### [WHAT YOU SHOULD DO]
At the line containing "fn run(opts: LaunchOptions)", begin retyping, and continue word for word until the records below run out.

### [INFORMATION SUPPLIED]
//! API error types with structured JSON responses.

use axum::http::StatusCode;
use axum::response::{IntoResponse, Response};
use axum::Json;
use serde::Serialize;

use crate::backend::BackendError;
use crate::forms::ValidationErrors;
use crate::marketplace::MarketError;
use crate::notice::Notice;

/// Structured error response body.
#[derive(Debug, Serialize)]
pub struct ErrorBody {
    pub error: ErrorDetail,
    #[serde(skip_serializing_if = "Option::is_none")]
    pub notice: Option<Notice>,
}

#[derive(Debug, Serialize)]
pub struct ErrorDetail {
    pub code: &'static str,
    pub message: String,
    #[serde(skip_serializing_if = "Option::is_none")]
    pub fields: Option<ValidationErrors>,
}

/// API-level errors with HTTP status mapping.
#[derive(Debug, thiserror::Error)]
pub enum ApiError {
    #[error("Authentication required")]
    Unauthorized,
    #[error("Invalid login credentials")]
    InvalidCredentials,
    #[error("Forbidden: {0}")]
    Forbidden(String),
    #[error("Rate limit exceeded")]
    RateLimited { retry_after: u64 },
    #[error("Not found: {0}")]
    NotFound(String),
    #[error("Conflict: {0}")]
    Conflict(String),
    #[error("Validation failed: {0}")]
    Validation(ValidationErrors),
    #[error("Invalid request: {0}")]
    BadRequest(String),
    #[error("Backend unavailable: {0}")]
    Upstream(String),
    #[error("Internal error: {0}")]
    Internal(String),
    #[error("{source}")]
    Noticed {
        source: Box<ApiError>,
        notice: Notice,
    },
}

impl ApiError {
    /// Attach the toast the front-end shows for this failure.
    pub fn with_notice(self, notice: Notice) -> Self {
        match self {
            ApiError::Noticed { source, .. } => ApiError::Noticed { source, notice },
            other => ApiError::Noticed {
                source: Box::new(other),
                notice,
            },
        }
    }

    fn parts(self) -> (StatusCode, &'static str, String, Option<ValidationErrors>, Option<Notice>) {
        let (status, code, message, fields) = match self {
            ApiError::Noticed { source, notice } => {
                let (status, code, message, fields, _) = source.parts();
                return (status, code, message, fields, Some(notice));
            }
            ApiError::Unauthorized => (
                StatusCode::UNAUTHORIZED,
                "AUTH_REQUIRED",
                "Authentication required".to_string(),
                None,
            ),
            ApiError::InvalidCredentials => (
                StatusCode::UNAUTHORIZED,
                "INVALID_CREDENTIALS",
                "Invalid login credentials".to_string(),
                None,
            ),
            ApiError::Forbidden(detail) => (StatusCode::FORBIDDEN, "FORBIDDEN", detail, None),
            ApiError::RateLimited { retry_after } => (
                StatusCode::TOO_MANY_REQUESTS,
                "RATE_LIMITED",
                format!("Rate limit exceeded. Retry after {retry_after}s"),
                None,
            ),
            ApiError::NotFound(detail) => (StatusCode::NOT_FOUND, "NOT_FOUND", detail, None),
            ApiError::Conflict(detail) => (StatusCode::CONFLICT, "CONFLICT", detail, None),
            ApiError::Validation(errors) => (
                StatusCode::UNPROCESSABLE_ENTITY,
                "VALIDATION",
                errors
                    .first_message()
                    .unwrap_or("Invalid input")
                    .to_string(),
                Some(errors),
            ),
            ApiError::BadRequest(detail) => (StatusCode::BAD_REQUEST, "BAD_REQUEST", detail, None),
            ApiError::Upstream(detail) => {
                tracing::error!(detail = %detail, "Backend call failed");
                (
                    StatusCode::BAD_GATEWAY,
                    "BACKEND_UNAVAILABLE",
                    "The service is unreachable. Please try again.".to_string(),
                    None,
                )
            }
            ApiError::Internal(detail) => {
                tracing::error!(detail = %detail, "API internal error");
                (
                    StatusCode::INTERNAL_SERVER_ERROR,
                    "INTERNAL",
                    "An internal error occurred".to_string(),
                    None,
                )
            }
        };
        (status, code, message, fields, None)
    }
}

impl IntoResponse for ApiError {
    fn into_response(self) -> Response {
        let retry_after = match &self {
            ApiError::RateLimited { retry_after } => Some(*retry_after),
            _ => None,
        };
        let (status, code, message, fields, notice) = self.parts();

        let body = ErrorBody {
            error: ErrorDetail {
                code,
                message,
                fields,
            },
            notice,
        };

        let mut response = (status, Json(body)).into_response();
        if let Some(retry_after) = retry_after {
            if let Ok(val) = axum::http::HeaderValue::from_str(&retry_after.to_string()) {
                response.headers_mut().insert("Retry-After", val);
            }
        }
        response
    }
}

impl From<BackendError> for ApiError {
    fn from(err: BackendError) -> Self {
        match err {
            BackendError::InvalidCredentials => ApiError::InvalidCredentials,
            BackendError::AccountExists(_) => ApiError::Conflict(err.user_message()),
            BackendError::Unauthorized => ApiError::Unauthorized,
            BackendError::NotFound { .. } => ApiError::NotFound(err.user_message()),
            BackendError::Connection(_)
            | BackendError::Http(_)
            | BackendError::Status { .. }
            | BackendError::ResponseParsing(_) => ApiError::Upstream(err.to_string()),
            BackendError::Database(_) | BackendError::LockPoisoned => {
                ApiError::Internal(err.to_string())
            }
        }
    }
}

impl From<MarketError> for ApiError {
    fn from(err: MarketError) -> Self {
        match err {
            MarketError::Validation(errors) => ApiError::Validation(errors),
            MarketError::Transition(e) => ApiError::Conflict(e.to_string()),
            MarketError::Forbidden(reason) => ApiError::Forbidden(reason.to_string()),
            MarketError::NotFound { entity, .. } => ApiError::NotFound(format!("{entity} not found")),
            MarketError::Backend(e) => e.into(),
        }
    }
}

/// Convert a failed mutation into an error carrying its toast. Validation
/// failures get a "Missing information" toast with the first message.
pub fn mutation_failed(err: MarketError, fallback: Notice) -> ApiError {
    let notice = match &err {
        MarketError::Validation(errors) => {
            Notice::missing_information(errors.first_message().unwrap_or("Please check the form"))
        }
        _ => fallback,
    };
    ApiError::from(err).with_notice(notice)
}

#[cfg(test)]
mod tests {
    use super::*;
    use axum::body::to_bytes;

    async fn body_json(response: Response) -> serde_json::Value {
        let body = to_bytes(response.into_body(), 4096).await.unwrap();
        serde_json::from_slice(&body).unwrap()
    }

    #[tokio::test]
    async fn unauthorized_returns_401() {
        let response = ApiError::Unauthorized.into_response();
        assert_eq!(response.status(), StatusCode::UNAUTHORIZED);
        let json = body_json(response).await;
        assert_eq!(json["error"]["code"], "AUTH_REQUIRED");
        assert!(json.get("notice").is_none());
    }

    #[tokio::test]
    async fn rate_limited_returns_429_with_retry_after() {
        let response = ApiError::RateLimited { retry_after: 60 }.into_response();
        assert_eq!(response.status(), StatusCode::TOO_MANY_REQUESTS);
        assert_eq!(response.headers().get("Retry-After").unwrap(), "60");
        let json = body_json(response).await;
        assert_eq!(json["error"]["code"], "RATE_LIMITED");
    }

    #[tokio::test]
    async fn validation_returns_422_with_fields() {
        let mut errors = ValidationErrors::new();
        errors.add("price", "Price must be a positive number.");
        let response = ApiError::Validation(errors).into_response();
        assert_eq!(response.status(), StatusCode::UNPROCESSABLE_ENTITY);
        let json = body_json(response).await;
        assert_eq!(json["error"]["message"], "Price must be a positive number.");
        assert_eq!(json["error"]["fields"]["price"], "Price must be a positive number.");
    }

    #[tokio::test]
    async fn upstream_hides_details() {
        let err: ApiError = BackendError::Connection("http://10.0.0.5:54321".into()).into();
        let response = err.into_response();
        assert_eq!(response.status(), StatusCode::BAD_GATEWAY);
        let json = body_json(response).await;
        assert!(!json["error"]["message"].as_str().unwrap().contains("10.0.0.5"));
    }

    #[tokio::test]
    async fn internal_returns_500() {
        let response = ApiError::Internal("something broke".into()).into_response();
        assert_eq!(response.status(), StatusCode::INTERNAL_SERVER_ERROR);
        let json = body_json(response).await;
        assert_eq!(json["error"]["message"], "An internal error occurred");
    }

    #[tokio::test]
    async fn noticed_error_keeps_status_and_adds_toast() {
        let err = ApiError::Conflict("A completed booking cannot become cancelled".into())
            .with_notice(Notice::booking_failed());
        let response = err.into_response();
        assert_eq!(response.status(), StatusCode::CONFLICT);
        let json = body_json(response).await;
        assert_eq!(json["notice"]["title"], "Booking failed");
        assert_eq!(json["notice"]["variant"], "destructive");
    }

    #[tokio::test]
    async fn validation_failure_gets_missing_information_toast() {
        let mut errors = ValidationErrors::new();
        errors.add("location", "Please provide your location and describe the emergency");
        let err = mutation_failed(MarketError::Validation(errors), Notice::emergency_failed());
        let json = body_json(err.into_response()).await;
        assert_eq!(json["notice"]["title"], "Missing information");
    }

    #[test]
    fn market_errors_map_to_statuses() {
        assert!(matches!(
            ApiError::from(MarketError::Forbidden("nope")),
            ApiError::Forbidden(_)
        ));
        assert!(matches!(
            ApiError::from(MarketError::Backend(BackendError::InvalidCredentials)),
            ApiError::InvalidCredentials
        ));
        assert!(matches!(
            ApiError::from(MarketError::Backend(BackendError::AccountExists("a@b.co".into()))),
            ApiError::Conflict(_)
        ));
    }
}
use rusqlite::{params, Connection, OptionalExtension, Row};
use uuid::Uuid;

use super::{ts, ts_col, uuid_col};
use crate::db::DatabaseError;
use crate::models::*;

fn service_from_row(row: &Row<'_>) -> rusqlite::Result<Service> {
    Ok(Service {
        id: uuid_col(row, 0)?,
        professional_id: uuid_col(row, 1)?,
        title: row.get(2)?,
        description: row.get(3)?,
        price: row.get(4)?,
        duration: row.get(5)?,
        created_at: ts_col(row, 6)?,
    })
}

pub fn insert_service(conn: &Connection, service: &Service) -> Result<(), DatabaseError> {
    conn.execute(
        "INSERT INTO services (id, professional_id, title, description, price, duration, created_at)
         VALUES (?1, ?2, ?3, ?4, ?5, ?6, ?7)",
        params![
            service.id.to_string(),
            service.professional_id.to_string(),
            service.title,
            service.description,
            service.price,
            service.duration,
            ts(&service.created_at),
        ],
    )?;
    Ok(())
}

pub fn get_service(conn: &Connection, id: &Uuid) -> Result<Option<Service>, DatabaseError> {
    let service = conn
        .query_row(
            "SELECT id, professional_id, title, description, price, duration, created_at
             FROM services WHERE id = ?1",
            params![id.to_string()],
            service_from_row,
        )
        .optional()?;
    Ok(service)
}

/// Services of one professional, newest first.
pub fn list_services(conn: &Connection, professional_id: &Uuid) -> Result<Vec<Service>, DatabaseError> {
    let mut stmt = conn.prepare(
        "SELECT id, professional_id, title, description, price, duration, created_at
         FROM services WHERE professional_id = ?1 ORDER BY created_at DESC",
    )?;
    let rows = stmt.query_map(params![professional_id.to_string()], service_from_row)?;
    rows.map(|r| r.map_err(DatabaseError::from)).collect()
}
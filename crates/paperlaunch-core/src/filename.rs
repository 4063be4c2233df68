//! Output filename normalization and path construction.
//!
//! The generator always writes a PDF, so the launcher enforces a `.pdf`
//! suffix (exact, case-sensitive) on whatever the user typed and joins the
//! result onto the configured output directory.

use std::path::{Path, PathBuf};

/// Literal suffix enforced on every output filename.
pub const PDF_SUFFIX: &str = ".pdf";

/// Substitute `default` when the user entered nothing (empty or whitespace-only).
pub fn apply_default(input: &str, default: &str) -> String {
    let trimmed = input.trim();
    if trimmed.is_empty() {
        default.to_string()
    } else {
        trimmed.to_string()
    }
}

/// Append `.pdf` unless the name already ends with it. Idempotent; the match
/// is case-sensitive, so `report.PDF` still gets `.pdf` appended.
pub fn ensure_pdf_suffix(name: &str) -> String {
    if name.ends_with(PDF_SUFFIX) {
        name.to_string()
    } else {
        format!("{}{}", name, PDF_SUFFIX)
    }
}

/// Join the output directory and a normalized filename.
pub fn output_path(dir: &Path, filename: &str) -> PathBuf {
    dir.join(filename)
}
//! Platform-conditional file opening after a successful run.
//!
//! Resolved once at startup to a small enum instead of inline platform string
//! checks. Opening is best-effort: a missing opener never changes the
//! reported outcome of the run.

use anyhow::{Context, Result};
use std::path::Path;
use std::process::{Command, Stdio};

/// Platforms the launcher distinguishes for the post-action.
#[derive(Debug, Clone, Copy, PartialEq, Eq)]
pub enum Platform {
    /// macOS: `open <path>`.
    MacOs,
    /// Linux desktops: `xdg-open <path>`.
    Linux,
    /// Anything else: no post-action, silently skipped.
    Other,
}

impl Platform {
    pub fn current() -> Self {
        if cfg!(target_os = "macos") {
            Platform::MacOs
        } else if cfg!(target_os = "linux") {
            Platform::Linux
        } else {
            Platform::Other
        }
    }

    /// Opener command for this platform, if any.
    pub fn opener_program(self) -> Option<&'static str> {
        match self {
            Platform::MacOs => Some("open"),
            Platform::Linux => Some("xdg-open"),
            Platform::Other => None,
        }
    }
}

/// Seam between the launcher flow and the real opener process.
pub trait Opener {
    fn open(&self, path: &Path) -> Result<()>;
}

/// Opens files with the platform's default-application opener. The child is
/// spawned detached and not waited on.
#[derive(Debug, Clone, Copy)]
pub struct PlatformOpener {
    platform: Platform,
}

impl PlatformOpener {
    pub fn new(platform: Platform) -> Self {
        Self { platform }
    }
}

impl Opener for PlatformOpener {
    fn open(&self, path: &Path) -> Result<()> {
        let Some(program) = self.platform.opener_program() else {
            tracing::debug!("no opener for this platform, skipping");
            return Ok(());
        };
        Command::new(program)
            .arg(path)
            .stdout(Stdio::null())
            .stderr(Stdio::null())
            .spawn()
            .with_context(|| format!("failed to spawn {}", program))?;
        Ok(())
    }
}
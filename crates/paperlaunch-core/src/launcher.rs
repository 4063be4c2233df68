//! The interactive launch flow: collect inputs, invoke the generator, report.

use anyhow::{Context, Result};
use std::fs;
use std::io::{BufRead, Write};
use std::path::Path;

use crate::config::LaunchConfig;
use crate::filename;
use crate::generator::{Generator, GeneratorStatus};
use crate::opener::Opener;
use crate::prompt;

/// Errors raised before the generator produced a verdict. Generator failures
/// are not errors at this level; they come back as a [`LaunchOutcome`].
#[derive(Debug, thiserror::Error)]
pub enum LaunchError {
    /// Pre-invocation failure: output directory, generator pre-check.
    #[error("setup failed: {0:#}")]
    Setup(anyhow::Error),
    /// The generator process could not be spawned or waited on.
    #[error("could not run generator: {0:#}")]
    Spawn(anyhow::Error),
    /// Prompt I/O failed (terminal gone away).
    #[error("prompt failed: {0:#}")]
    Prompt(anyhow::Error),
}

/// Final verdict of one run. Binary: the generator succeeded or it did not.
#[derive(Debug, Clone, Copy, PartialEq, Eq)]
pub enum LaunchOutcome {
    Success,
    GeneratorFailed(i32),
}

impl LaunchOutcome {
    /// Process exit code for this outcome: 0 on success, otherwise the
    /// generator's own exit code.
    pub fn exit_code(self) -> i32 {
        match self {
            LaunchOutcome::Success => 0,
            LaunchOutcome::GeneratorFailed(code) => code,
        }
    }
}

/// Exit code for pre-invocation failures, distinct from generator exit codes.
pub const SETUP_EXIT_CODE: i32 = 2;

/// Answers supplied on the command line; any `Some` skips the matching prompt.
#[derive(Debug, Clone, Default)]
pub struct LaunchOptions {
    pub url: Option<String>,
    pub output: Option<String>,
    pub no_open: bool,
}

/// Create the output directory if absent; a no-op when it already exists.
pub fn ensure_output_dir(dir: &Path) -> Result<()> {
    fs::create_dir_all(dir)
        .with_context(|| format!("failed to create output directory: {}", dir.display()))
}

/// Run the whole launch flow over injected streams, generator, and opener.
///
/// Prompts are written to `output` and answers read from `input`; the
/// generator's own stdout/stderr are inherited and bypass both.
pub fn run<R: BufRead, W: Write>(
    cfg: &LaunchConfig,
    opts: &LaunchOptions,
    input: &mut R,
    output: &mut W,
    generator: &dyn Generator,
    opener: &dyn Opener,
) -> Result<LaunchOutcome, LaunchError> {
    let out_dir = Path::new(&cfg.output_dir);
    ensure_output_dir(out_dir).map_err(LaunchError::Setup)?;

    let url = match &opts.url {
        Some(url) => filename::apply_default(url, &cfg.default_url),
        None => prompt::ask(input, output, "Tool URL", &cfg.default_url)
            .map_err(LaunchError::Prompt)?,
    };

    let raw_name = match &opts.output {
        Some(name) => filename::apply_default(name, &cfg.default_filename),
        None => prompt::ask(input, output, "Output Filename", &cfg.default_filename)
            .map_err(LaunchError::Prompt)?,
    };
    let name = filename::ensure_pdf_suffix(&raw_name);
    let out_path = filename::output_path(out_dir, &name);

    let status = generator
        .run(&url, &out_path)
        .map_err(LaunchError::Spawn)?;

    match status {
        GeneratorStatus::Success => {
            writeln!(output, "Whitepaper generated: {}", out_path.display())
                .map_err(|e| LaunchError::Prompt(e.into()))?;
            if !opts.no_open {
                // Best-effort; never changes the outcome.
                if let Err(err) = opener.open(&out_path) {
                    tracing::debug!("could not open generated file: {:#}", err);
                }
            }
            Ok(LaunchOutcome::Success)
        }
        GeneratorStatus::Failure(code) => {
            writeln!(
                output,
                "Generation failed (exit code {}). Review the generator output above.",
                code
            )
            .map_err(|e| LaunchError::Prompt(e.into()))?;
            Ok(LaunchOutcome::GeneratorFailed(code))
        }
    }
}
use anyhow::Result;
use clap::Parser;
use std::io;

use paperlaunch_core::config;
use paperlaunch_core::generator::GeneratorCommand;
use paperlaunch_core::launcher::{self, LaunchOptions, SETUP_EXIT_CODE};
use paperlaunch_core::opener::{Platform, PlatformOpener};

/// Interactive launcher for the whitepaper generator.
///
/// With no arguments it prompts for a tool URL and output filename; pass
/// `--url`/`--output` to answer up front.
#[derive(Debug, Parser)]
#[command(name = "paperlaunch")]
#[command(about = "Generate a whitepaper PDF via the external generator", long_about = None)]
pub struct Cli {
    /// Tool URL embedded in the whitepaper (skips the URL prompt).
    #[arg(long)]
    pub url: Option<String>,

    /// Output filename; `.pdf` is appended if missing (skips the filename prompt).
    #[arg(long)]
    pub output: Option<String>,

    /// Do not open the generated PDF after a successful run.
    #[arg(long)]
    pub no_open: bool,
}

impl Cli {
    fn options(self) -> LaunchOptions {
        LaunchOptions {
            url: self.url,
            output: self.output,
            no_open: self.no_open,
        }
    }
}

/// Parse arguments, run the launch flow, and return the process exit code:
/// 0 on success, the generator's exit code on generation failure, and
/// [`SETUP_EXIT_CODE`] when setup fails before the generator runs.
pub fn run_from_args() -> i32 {
    let cli = Cli::parse();
    match run(cli.options()) {
        Ok(code) => code,
        Err(err) => {
            eprintln!("paperlaunch error: {:#}", err);
            SETUP_EXIT_CODE
        }
    }
}

fn run(opts: LaunchOptions) -> Result<i32> {
    let cfg = config::load_or_init()?;
    tracing::debug!("loaded config: {:?}", cfg);

    let generator = GeneratorCommand::resolve(&cfg);
    generator.precheck()?;

    let opener = PlatformOpener::new(Platform::current());

    let stdin = io::stdin();
    let mut input = stdin.lock();
    let mut output = io::stdout();

    let outcome = launcher::run(&cfg, &opts, &mut input, &mut output, &generator, &opener)?;
    Ok(outcome.exit_code())
}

### [THE ANSWER]
fn run(opts: LaunchOptions) -> Result<i32> {
    let cfg = config::load_or_init()?;
    tracing::debug!("loaded config: {:?}", cfg);

    let generator = GeneratorCommand::resolve(&cfg);
    generator.precheck()?;

    let opener = PlatformOpener::new(Platform::current());

    let stdin = io::stdin();
    let mut input = stdin.lock();
    let mut output = io::stdout();

    let outcome = launcher::run(&cfg, &opts, &mut input, &mut output, &generator, &opener)?;
    Ok(outcome.exit_code())
}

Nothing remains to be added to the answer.